Another example is Facebook, who created the largest Memcached system in the world. This allowed them to handle billions of requests per second efficiently.

Advantages

  • Scalability: Can handle larger datasets and more users, as it’s not limited by a single application’s resources.
  • High Availability: Often designed for fault tolerance and can replicate data across multiple nodes.
  • Shared Resource: Multiple applications can use the same cache, optimizing resource usage.

Disadvantages

  • Network Latency: Data retrieval is slower due to network communication overhead.
  • Complexity: Requires more sophisticated configuration and maintenance.

Use Cases

Remote cache is ideal for distributed systems, microservices architectures, and applications where cache resources need to be shared across different components or services.

Here is a code example:

Python
import redis
import time

def expensive_operation(argument):
    # Simulate a time-consuming operation
    print(f"Computing result for {argument}")
    time.sleep(2)  # Simulating delay
    return argument * 2

# Connect to the remote Redis server
# Replace 'remote_host_ip' with the IP address of your remote Redis server
# Replace 'remote_port' with the port number (default Redis port is 6379)
# If your Redis server requires authentication, add password='yourpassword' to the Redis constructor
redis_client = redis.Redis(host='remote_host_ip', port=remote_port, db=0)

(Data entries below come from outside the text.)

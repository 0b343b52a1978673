//! Postgres-backed order store
//!
//! Orders live in the `orders` relation, keyed by identity, with secondary
//! indexes on participant and side. `save` upserts so replayed writes are
//! harmless.

use super::{kind_from_wire, new_pool, side_from_wire, PgPool};
use crate::config::DurableConfig;
use crate::error::{StoreError, StoreResult};
use crate::OrderStore;
use chrono::Utc;
use rust_decimal::Decimal;
use std::sync::atomic::{AtomicBool, Ordering};
use tracing::debug;
use types::numeric::Price;
use types::order::Side;
use types::Order;

const SAVE_SQL: &str = "\
    INSERT INTO orders (order_id, user_id, symbol, order_type, side, price, stop_price, size, created_at, updated_at) \
    VALUES ($1, $2, $3, $4, $5, $6, $7, $8, $9, $10) \
    ON CONFLICT (order_id) DO UPDATE SET \
        size = EXCLUDED.size, \
        updated_at = EXCLUDED.updated_at";

const SELECT_COLUMNS: &str =
    "order_id, user_id, symbol, order_type, side, price, stop_price, size, created_at";

/// Durable order store
pub struct PostgresOrderStore {
    pool: PgPool,
    closed: AtomicBool,
}

impl PostgresOrderStore {
    /// Connect to the configured database and apply the schema
    pub fn connect(cfg: &DurableConfig) -> StoreResult<Self> {
        Ok(Self {
            pool: new_pool(cfg)?,
            closed: AtomicBool::new(false),
        })
    }

    fn check_open(&self) -> StoreResult<()> {
        if self.closed.load(Ordering::Acquire) {
            return Err(StoreError::Closed);
        }
        Ok(())
    }

    fn order_from_row(row: &postgres::Row) -> Option<Order> {
        let kind = kind_from_wire(row.get("order_type"))?;
        let side = side_from_wire(row.get("side"))?;
        let price = Price::try_new(row.get::<_, Decimal>("price"))?;
        let stop_price = Price::try_new(row.get::<_, Decimal>("stop_price"))?;
        Some(Order {
            id: row.get::<_, i64>("order_id") as u64,
            user_id: row.get("user_id"),
            symbol: row.get("symbol"),
            kind,
            side,
            price,
            stop_price,
            size: row.get::<_, i64>("size") as u64,
            timestamp: row.get("created_at"),
        })
    }

    fn collect_orders(rows: Vec<postgres::Row>) -> Vec<Order> {
        rows.iter().filter_map(Self::order_from_row).collect()
    }

    fn query_orders(&self, sql: &str, params: &[&(dyn postgres::types::ToSql + Sync)]) -> Vec<Order> {
        if self.check_open().is_err() {
            return Vec::new();
        }
        let result = (|| -> StoreResult<Vec<Order>> {
            let mut client = self.pool.get()?;
            let rows = client.query(sql, params)?;
            Ok(Self::collect_orders(rows))
        })();
        match result {
            Ok(orders) => orders,
            Err(e) => {
                debug!(error = %e, "postgres order query failed");
                Vec::new()
            }
        }
    }
}

impl OrderStore for PostgresOrderStore {
    fn save(&self, order: &Order) -> StoreResult<()> {
        self.check_open()?;
        let mut client = self.pool.get()?;
        client.execute(
            SAVE_SQL,
            &[
                &(order.id as i64),
                &order.user_id,
                &order.symbol,
                &(order.kind as i16),
                &(order.side as i16),
                &order.price.as_decimal(),
                &order.stop_price.as_decimal(),
                &(order.size as i64),
                &order.timestamp,
                &Utc::now(),
            ],
        )?;
        Ok(())
    }

    fn get(&self, order_id: u64) -> StoreResult<Order> {
        self.check_open()?;
        let mut client = self.pool.get()?;
        let sql = format!("SELECT {} FROM orders WHERE order_id = $1", SELECT_COLUMNS);
        let row = client
            .query_opt(sql.as_str(), &[&(order_id as i64)])?
            .ok_or(StoreError::NotFound(order_id))?;
        Self::order_from_row(&row).ok_or(StoreError::NotFound(order_id))
    }

    fn remove(&self, order_id: u64) -> StoreResult<()> {
        self.check_open()?;
        let mut client = self.pool.get()?;
        client.execute("DELETE FROM orders WHERE order_id = $1", &[&(order_id as i64)])?;
        Ok(())
    }

    fn update(&self, order: &Order) -> StoreResult<()> {
        self.check_open()?;
        let mut client = self.pool.get()?;
        let updated = client.execute(
            "UPDATE orders SET size = $2, price = $3, updated_at = $4 WHERE order_id = $1",
            &[
                &(order.id as i64),
                &(order.size as i64),
                &order.price.as_decimal(),
                &Utc::now(),
            ],
        )?;
        if updated == 0 {
            return Err(StoreError::NotFound(order.id));
        }
        Ok(())
    }

    fn get_all(&self) -> Vec<Order> {
        let sql = format!(
            "SELECT {} FROM orders ORDER BY created_at DESC",
            SELECT_COLUMNS
        );
        self.query_orders(&sql, &[])
    }

    fn get_by_user(&self, user_id: &str) -> Vec<Order> {
        let sql = format!(
            "SELECT {} FROM orders WHERE user_id = $1 ORDER BY created_at DESC",
            SELECT_COLUMNS
        );
        self.query_orders(&sql, &[&user_id])
    }

    fn get_by_side(&self, side: Side) -> Vec<Order> {
        let sql = format!(
            "SELECT {} FROM orders WHERE side = $1 ORDER BY created_at DESC",
            SELECT_COLUMNS
        );
        self.query_orders(&sql, &[&(side as i16)])
    }

    fn close(&self) -> StoreResult<()> {
        self.closed.store(true, Ordering::Release);
        Ok(())
    }
}
//! Concurrency test
//!
//! Hammers one engine instance from parallel threads: concurrent placements
//! serialize through the writer lock, snapshot readers never observe torn
//! levels, and every cancellation wins exactly once.

use matching_engine::{Engine, EngineConfig, LimitsConfig};
use std::collections::HashSet;
use std::sync::atomic::{AtomicBool, Ordering};
use std::sync::Arc;
use std::thread;
use storage::{CompositeOrderStore, CompositeTradeStore, MemoryConfig, MemoryOrderStore, MemoryTradeStore, StorageConfig};
use types::numeric::Price;
use types::order::Side;
use types::Order;

fn engine_with_capacity(max_trades: usize) -> Engine {
    let config = EngineConfig {
        storage: StorageConfig {
            memory: MemoryConfig {
                enabled: true,
                max_orders: 100_000,
                max_trades,
            },
            ..StorageConfig::default()
        },
        ..EngineConfig::default()
    };
    Engine::new(config)
}

fn limit(engine: &Engine, user: &str, side: Side, price: u64, size: u64) -> Order {
    Order::limit(
        engine.generate_order_id(),
        user,
        "BTC-USD",
        side,
        Price::from_u64(price),
        size,
    )
}

#[test]
fn test_concurrent_matched_pairs_conserve_size() {
    let engine = Arc::new(engine_with_capacity(10_000));
    let threads = 4;
    let pairs_per_thread = 250;

    let handles: Vec<_> = (0..threads)
        .map(|t| {
            let engine = Arc::clone(&engine);
            thread::spawn(move || {
                let user = format!("user-{}", t);
                for _ in 0..pairs_per_thread {
                    engine.place(limit(&engine, &user, Side::Sell, 100, 1));
                    engine.place(limit(&engine, &user, Side::Buy, 100, 1));
                }
            })
        })
        .collect();
    for handle in handles {
        handle.join().unwrap();
    }

    // Equal buy and sell flow at one price always nets out: a resting buy
    // and a resting sell at 100 would cross, which the engine never allows.
    assert_eq!(engine.open_order_count(), 0);
    assert!(engine.best_bid().is_none());
    assert!(engine.best_ask().is_none());

    let trades = engine.recent_trades(0);
    assert_eq!(trades.len(), threads * pairs_per_thread);
    assert!(trades.iter().all(|t| t.size == 1));
}

#[test]
fn test_snapshot_readers_see_consistent_levels() {
    let engine = Arc::new(engine_with_capacity(1_000));
    let stop = Arc::new(AtomicBool::new(false));

    let readers: Vec<_> = (0..2)
        .map(|_| {
            let engine = Arc::clone(&engine);
            let stop = Arc::clone(&stop);
            thread::spawn(move || {
                while !stop.load(Ordering::Relaxed) {
                    for price in engine.ask_prices() {
                        // A listed level must be observable and internally
                        // consistent within one read.
                        let orders = engine.level(Side::Sell, price);
                        if let Some((total, count)) = engine.level_summary(Side::Sell, price) {
                            if orders.len() == count {
                                assert_eq!(
                                    total,
                                    orders.iter().map(|o| o.size).sum::<u64>(),
                                    "torn level read at {}",
                                    price
                                );
                            }
                        }
                    }
                }
            })
        })
        .collect();

    let writer = {
        let engine = Arc::clone(&engine);
        thread::spawn(move || {
            for round in 0..200u64 {
                let price = 100 + (round % 10);
                let order = limit(&engine, "maker", Side::Sell, price, 5);
                let id = order.id;
                engine.place(order);
                if round % 3 == 0 {
                    engine.cancel(id);
                }
            }
        })
    };

    writer.join().unwrap();
    stop.store(true, Ordering::Relaxed);
    for reader in readers {
        reader.join().unwrap();
    }
}

#[test]
fn test_concurrent_cancels_win_once() {
    let engine = Arc::new(engine_with_capacity(1_000));

    let ids: Vec<u64> = (0..400)
        .map(|i| {
            let order = limit(&engine, "maker", Side::Buy, 90 + (i % 5), 1);
            let id = order.id;
            engine.place(order);
            id
        })
        .collect();

    // Two threads race to cancel the same ids.
    let handles: Vec<_> = (0..2)
        .map(|_| {
            let engine = Arc::clone(&engine);
            let ids = ids.clone();
            thread::spawn(move || {
                let mut won = 0usize;
                for id in ids {
                    if engine.cancel(id) {
                        won += 1;
                    }
                }
                won
            })
        })
        .collect();

    let total_wins: usize = handles.into_iter().map(|h| h.join().unwrap()).sum();
    assert_eq!(total_wins, 400, "each cancel must succeed exactly once");
    assert_eq!(engine.open_order_count(), 0);
    assert!(engine.bid_prices().is_empty());
}

#[test]
fn test_id_generation_is_unique_across_threads() {
    let engine = Arc::new(engine_with_capacity(100));

    let handles: Vec<_> = (0..4)
        .map(|_| {
            let engine = Arc::clone(&engine);
            thread::spawn(move || (0..1_000).map(|_| engine.generate_order_id()).collect::<Vec<u64>>())
        })
        .collect();

    let mut seen = HashSet::new();
    for handle in handles {
        for id in handle.join().unwrap() {
            assert!(seen.insert(id), "duplicate order id {}", id);
        }
    }
    assert_eq!(seen.len(), 4_000);
}

#[test]
fn test_trade_ring_has_its_own_lock() {
    // Trade reads must proceed while the book lock is held by writers;
    // exercised here by interleaving reads with heavy write traffic.
    let orders = CompositeOrderStore::new(vec![Box::new(MemoryOrderStore::new(10_000))]);
    let trades = CompositeTradeStore::new(vec![Box::new(MemoryTradeStore::new(10_000))]);
    let engine = Arc::new(Engine::with_stores(orders, trades, LimitsConfig::default()));

    let writer = {
        let engine = Arc::clone(&engine);
        thread::spawn(move || {
            for _ in 0..500 {
                engine.place(limit(&engine, "a", Side::Sell, 100, 1));
                engine.place(limit(&engine, "b", Side::Buy, 100, 1));
            }
        })
    };
    let reader = {
        let engine = Arc::clone(&engine);
        thread::spawn(move || {
            let mut max_seen = 0usize;
            for _ in 0..2_000 {
                max_seen = max_seen.max(engine.recent_trades(0).len());
            }
            max_seen
        })
    };

    writer.join().unwrap();
    let _ = reader.join().unwrap();
    assert_eq!(engine.recent_trades(0).len(), 500);
}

def cached_expensive_operation(argument):
    # Convert argument to a string to use as a key
    key = f"expensive_operation:{argument}"

    # Try to get the cached value
    cached_value = redis_client.get(key)
    if cached_value is not None:
        print(f"Cache hit for {argument}")
        return int(cached_value)

    # If not cached, compute and store the result
    result = expensive_operation(argument)
    redis_client.set(key, result)
    return result

# Example usage
print(cached_expensive_operation(10))  # Will compute and cache
print(cached_expensive_operation(10))  # Will fetch from cache

Note that the main difference is that we are connecting to a remote Redis host here and not a locally deployed one.